Early Palliative Rehabilitation Improves QOL in Advanced Cancer

November 21, 2018

SAN DIEGO — In what is thought to be the first randomized trial to test early palliative rehabilitation, which was initiated soon after a cancer diagnosis and integrated into standard oncology care, the intervention was shown to improve quality of life.

In another first, the authors used an individualized outcome measure that tested a highly flexible intervention model in which patients themselves selected the issues they felt were most important.

"We found that early palliative rehabilitation was better than standard oncology care in helping the patients with the problems they prioritize," said lead author Lise Nottelmann, MD, from the University of Southern Denmark, Odense.

The findings were presented here at the 2018 Palliative and Supportive Care in Oncology Symposium.

Nottelmann noted that while palliative care and rehabilitation can both improve the quality of life in cancer patients, research on their combination and early integration into oncology care is very limited.

"So this led to the underlying question of the study — can a 12-week palliative rehabilitation program that is begun soon after an advanced cancer diagnosis and integrated into standard oncology care improve quality of life?" she said. "Our study tried to answer that question."

Primary Outcome Met

The trial involved 301 patients with various cancers, including lung (40%), gastrointestinal (27%), prostate (18%), and other types of non-resectable solid tumors (15%). They were randomly assigned to the intervention group (n = 139) or standard care (n = 149). All participants had been diagnosed within the past 8 weeks.

The intervention group consisted of standard care with the additional "offer" of individually tailored palliative rehabilitation. At baseline, participants were asked to choose what they specifically felt they needed help with the most from a list of possible "primary problems" corresponding to 12 of the 15 EORTC QLQ-C30 scales. The items that patients could choose from included: physical function, role function, cognitive function, social function, fatigue, nausea and vomiting, pain, dyspnea, insomnia, appetite loss, and constipation. They could also choose none of the above; in that case, they were measured on overall quality of life.

"In the rehabilitation group, patients had a consultation with a specialized palliative care physician and nurse, and a 12-week possibility of contacting a palliative rehabilitation team if needed," explained Nottelmann. "Midway through the study, there was a follow-up consultation with a specialized palliative care nurse."

Possible supplementary elements of the palliative rehabilitation intervention program included a group program with patient and caregiver in combination with physical exercise and/or individual consultations as needed.

The participants were assessed at baseline and after 6 and 12 weeks with an extended version of the EORTC QLQ-C30 questionnaire using the item banks for computer-adaptive testing to obtain improved measurement. The study's primary outcome was the change in that "primary problem" scale measured as the area under the curve across the 12 weeks.

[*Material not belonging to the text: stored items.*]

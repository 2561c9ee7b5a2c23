//! Triangle mesh: geometry, transform triple, optional texture
//!
//! Loads the OBJ subset the renderer needs (v/vt/f with polygon fan
//! triangulation). The pipeline borrows the transformed triangles each
//! frame; the mesh exclusively owns its texture.

use crate::renderer::math::{Mat4x4, Vec2, Vec3};
use crate::renderer::texture::Texture;
use crate::renderer::triangle::Triangle;

pub struct Mesh {
    triangles: Vec<Triangle>,
    position: Vec3,
    scale: Vec3,
    rotation: Vec3,
    texture: Option<Texture>,
}

impl Mesh {
    pub fn from_triangles(triangles: Vec<Triangle>) -> Self {
        Self {
            triangles,
            position: Vec3::ZERO,
            scale: Vec3::splat(1.0),
            rotation: Vec3::ZERO,
            texture: None,
        }
    }

    /// Load an OBJ model
    pub fn from_obj<P: AsRef<std::path::Path>>(path: P) -> Result<Self, String> {
        let path = path.as_ref();
        let source = std::fs::read_to_string(path)
            .map_err(|e| format!("Failed to open obj file {}: {}", path.display(), e))?;
        let triangles = parse_obj(&source)
            .map_err(|e| format!("Failed to parse {}: {}", path.display(), e))?;
        println!("Loaded mesh: {} ({} triangles)", path.display(), triangles.len());
        Ok(Self::from_triangles(triangles))
    }

    /// Load an OBJ model plus its texture image
    pub fn with_texture<P: AsRef<std::path::Path>>(
        model_path: P,
        texture_path: P,
    ) -> Result<Self, String> {
        let mut mesh = Self::from_obj(model_path)?;
        mesh.texture = Some(Texture::from_file(texture_path)?);
        Ok(mesh)
    }

    /// Built-in unit cube centered at the origin, quad texture
    /// coordinates per face
    pub fn cube() -> Self {
        // Each face: four corners, split into two triangles
        let faces: [[Vec3; 4]; 6] = [
            // South (-Z)
            [v(0, 0, 0), v(0, 1, 0), v(1, 1, 0), v(1, 0, 0)],
            // East (+X)
            [v(1, 0, 0), v(1, 1, 0), v(1, 1, 1), v(1, 0, 1)],
            // North (+Z)
            [v(1, 0, 1), v(1, 1, 1), v(0, 1, 1), v(0, 0, 1)],
            // West (-X)
            [v(0, 0, 1), v(0, 1, 1), v(0, 1, 0), v(0, 0, 0)],
            // Top (+Y)
            [v(0, 1, 0), v(0, 1, 1), v(1, 1, 1), v(1, 1, 0)],
            // Bottom (-Y)
            [v(1, 0, 1), v(0, 0, 1), v(0, 0, 0), v(1, 0, 0)],
        ];

        let mut triangles = Vec::with_capacity(12);
        for [p0, p1, p2, p3] in faces {
            let mut a = Triangle::new(p0, p1, p2);
            a.set_texture_coords(Vec2::new(0.0, 1.0), Vec2::new(0.0, 0.0), Vec2::new(1.0, 0.0));
            let mut b = Triangle::new(p0, p2, p3);
            b.set_texture_coords(Vec2::new(0.0, 1.0), Vec2::new(1.0, 0.0), Vec2::new(1.0, 1.0));
            triangles.push(a);
            triangles.push(b);
        }

        Self::from_triangles(triangles)
    }

    pub fn set_texture(&mut self, texture: Texture) {
        self.texture = Some(texture);
    }

    pub fn texture(&self) -> Option<&Texture> {
        self.texture.as_ref()
    }

    pub fn triangle_count(&self) -> usize {
        self.triangles.len()
    }

    pub fn translate(&mut self, offset: Vec3) {
        self.position += offset;
    }

    pub fn scale_by(&mut self, scale: Vec3) {
        self.scale *= scale;
    }

    /// Rotation angles in degrees, accumulated per axis
    pub fn rotate(&mut self, angle: Vec3) {
        self.rotation += angle;
    }

    /// World-space triangles: scale, then rotation (X, Y, Z), then
    /// translation
    pub fn transformed_triangles(&self) -> Vec<Triangle> {
        let mat_scale = Mat4x4::scale(self.scale.x, self.scale.y, self.scale.z);
        let mat_rot = Mat4x4::rotation_x(self.rotation.x)
            * Mat4x4::rotation_y(self.rotation.y)
            * Mat4x4::rotation_z(self.rotation.z);
        let mat_trans = Mat4x4::translation(self.position.x, self.position.y, self.position.z);

        self.triangles
            .iter()
            .map(|tri| ((*tri * mat_scale) * mat_rot) * mat_trans)
            .collect()
    }
}

/// Cube corner helper: integer lattice shifted to center the cube
fn v(x: i32, y: i32, z: i32) -> Vec3 {
    Vec3::new(x as f32 - 0.5, y as f32 - 0.5, z as f32 - 0.5)
}

/// Parse the OBJ subset: v, vt (v flipped), f with 1-based v/vt/...
/// indices and polygon fan triangulation
fn parse_obj(source: &str) -> Result<Vec<Triangle>, String> {
    let mut vertices: Vec<Vec3> = Vec::new();
    let mut tex_coords: Vec<Vec2> = Vec::new();
    let mut triangles: Vec<Triangle> = Vec::new();

    for (line_no, line) in source.lines().enumerate() {
        let mut tokens = line.split_whitespace();
        let prefix = match tokens.next() {
            Some(p) => p,
            None => continue,
        };

        match prefix {
            "v" => {
                let coords = parse_floats::<3>(&mut tokens)
                    .ok_or_else(|| format!("line {}: malformed vertex", line_no + 1))?;
                vertices.push(Vec3::new(coords[0], coords[1], coords[2]));
            }
            "vt" => {
                let coords = parse_floats::<2>(&mut tokens)
                    .ok_or_else(|| format!("line {}: malformed texture coordinate", line_no + 1))?;
                // V runs top-down in this engine
                tex_coords.push(Vec2::new(coords[0], 1.0 - coords[1]));
            }
            "f" => {
                let mut vertex_indices: Vec<usize> = Vec::new();
                let mut texture_indices: Vec<Option<usize>> = Vec::new();

                for token in tokens {
                    let (v_idx, t_idx) = parse_face_token(token)
                        .ok_or_else(|| format!("line {}: malformed face token '{}'", line_no + 1, token))?;
                    vertex_indices.push(v_idx);
                    texture_indices.push(t_idx);
                }

                // Fan triangulation from the first vertex
                for i in 1..vertex_indices.len().saturating_sub(1) {
                    let fetch = |idx: usize| -> Result<Vec3, String> {
                        vertices
                            .get(vertex_indices[idx])
                            .copied()
                            .ok_or_else(|| format!("line {}: vertex index out of range", line_no + 1))
                    };
                    let mut tri = Triangle::new(fetch(0)?, fetch(i)?, fetch(i + 1)?);

                    if let (Some(t0), Some(t1), Some(t2)) =
                        (texture_indices[0], texture_indices[i], texture_indices[i + 1])
                    {
                        let fetch_t = |idx: usize| -> Result<Vec2, String> {
                            tex_coords
                                .get(idx)
                                .copied()
                                .ok_or_else(|| format!("line {}: texture index out of range", line_no + 1))
                        };
                        tri.set_texture_coords(fetch_t(t0)?, fetch_t(t1)?, fetch_t(t2)?);
                    }

                    triangles.push(tri);
                }
            }
            _ => {}
        }
    }

    Ok(triangles)
}

fn parse_floats<'a, const N: usize>(
    tokens: &mut impl Iterator<Item = &'a str>,
) -> Option<[f32; N]> {
    let mut out = [0.0; N];
    for slot in &mut out {
        *slot = tokens.next()?.parse().ok()?;
    }
    Some(out)
}

/// One face token: "i", "i/j", "i/j/k" or "i//k", 1-based indices
fn parse_face_token(token: &str) -> Option<(usize, Option<usize>)> {
    let mut parts = token.split('/');
    let v_idx = parts.next()?.parse::<usize>().ok()?.checked_sub(1)?;
    let t_idx = match parts.next() {
        Some("") | None => None,
        Some(t) => Some(t.parse::<usize>().ok()?.checked_sub(1)?),
    };
    Some((v_idx, t_idx))
}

All patients received the initial consultation, while 20% received no more than two consultations, and 45% also participated in the group program (with or without supplementary individual contacts). In addition, 35% received supplementary individual consultations without participating in the group program.

Results showed that for the primary outcome, there was an absolute between-group difference of 3.0 (P = .047). This was confirmed by a sensitivity analysis of the change from baseline to 12 weeks that demonstrated an absolute difference of 3.3 (P = .005).

The change from baseline to 6 weeks was also significant with an absolute difference between groups of 1.3 (P = .234).

"What we also found was that this result was mirrored in the fact that at 12 weeks, 59% of patients in the palliative rehabilitation group agreed that they had received help with their primary problem as compared to 41% in the standard care group," said Nottelmann.

Important Contributions

In a discussion of the paper, Karen Michelle Mustian, PhD, MPH, from the University of Rochester Medical Center in New York, noted that this paper offered several significant contributions to the field of palliative care.

"This is the first randomized study that I am aware of to test early palliative care rehabilitation," she said. "Instead of waiting for a patient to be closer to the end of life, palliative care was initiated as soon as the patient received an advanced cancer diagnosis."

Second, this is also the first randomized trial to test this type of palliative care on a patient-identified outcome, Mustian emphasized. "Rather than picking an outcome that a clinician or that a group of scientists think is important, the patient was asked to identify what is most important to you and what do you need the most help in managing," she said. "They looked at how this program could help with that and that is a pretty high bar to meet."

It is also the first randomized controlled trial to merge palliative care and cancer rehabilitation in this fashion. "And what I found really striking was that 45% — almost half — chose to participate in the program and undergo physical exercise and activity," she added.

The study was funded by the Danish Cancer Society, the Research Council of Lillebaelt Hospital, the Andreas and Grethe Gullev Hansen Foundation, and the Hede Nielsen Foundation. Nottelmann and Mustian had no disclosures.

2018 Palliative and Supportive Care in Oncology Symposium in San Diego, California, Abstract 75. Presented November 17, 2018.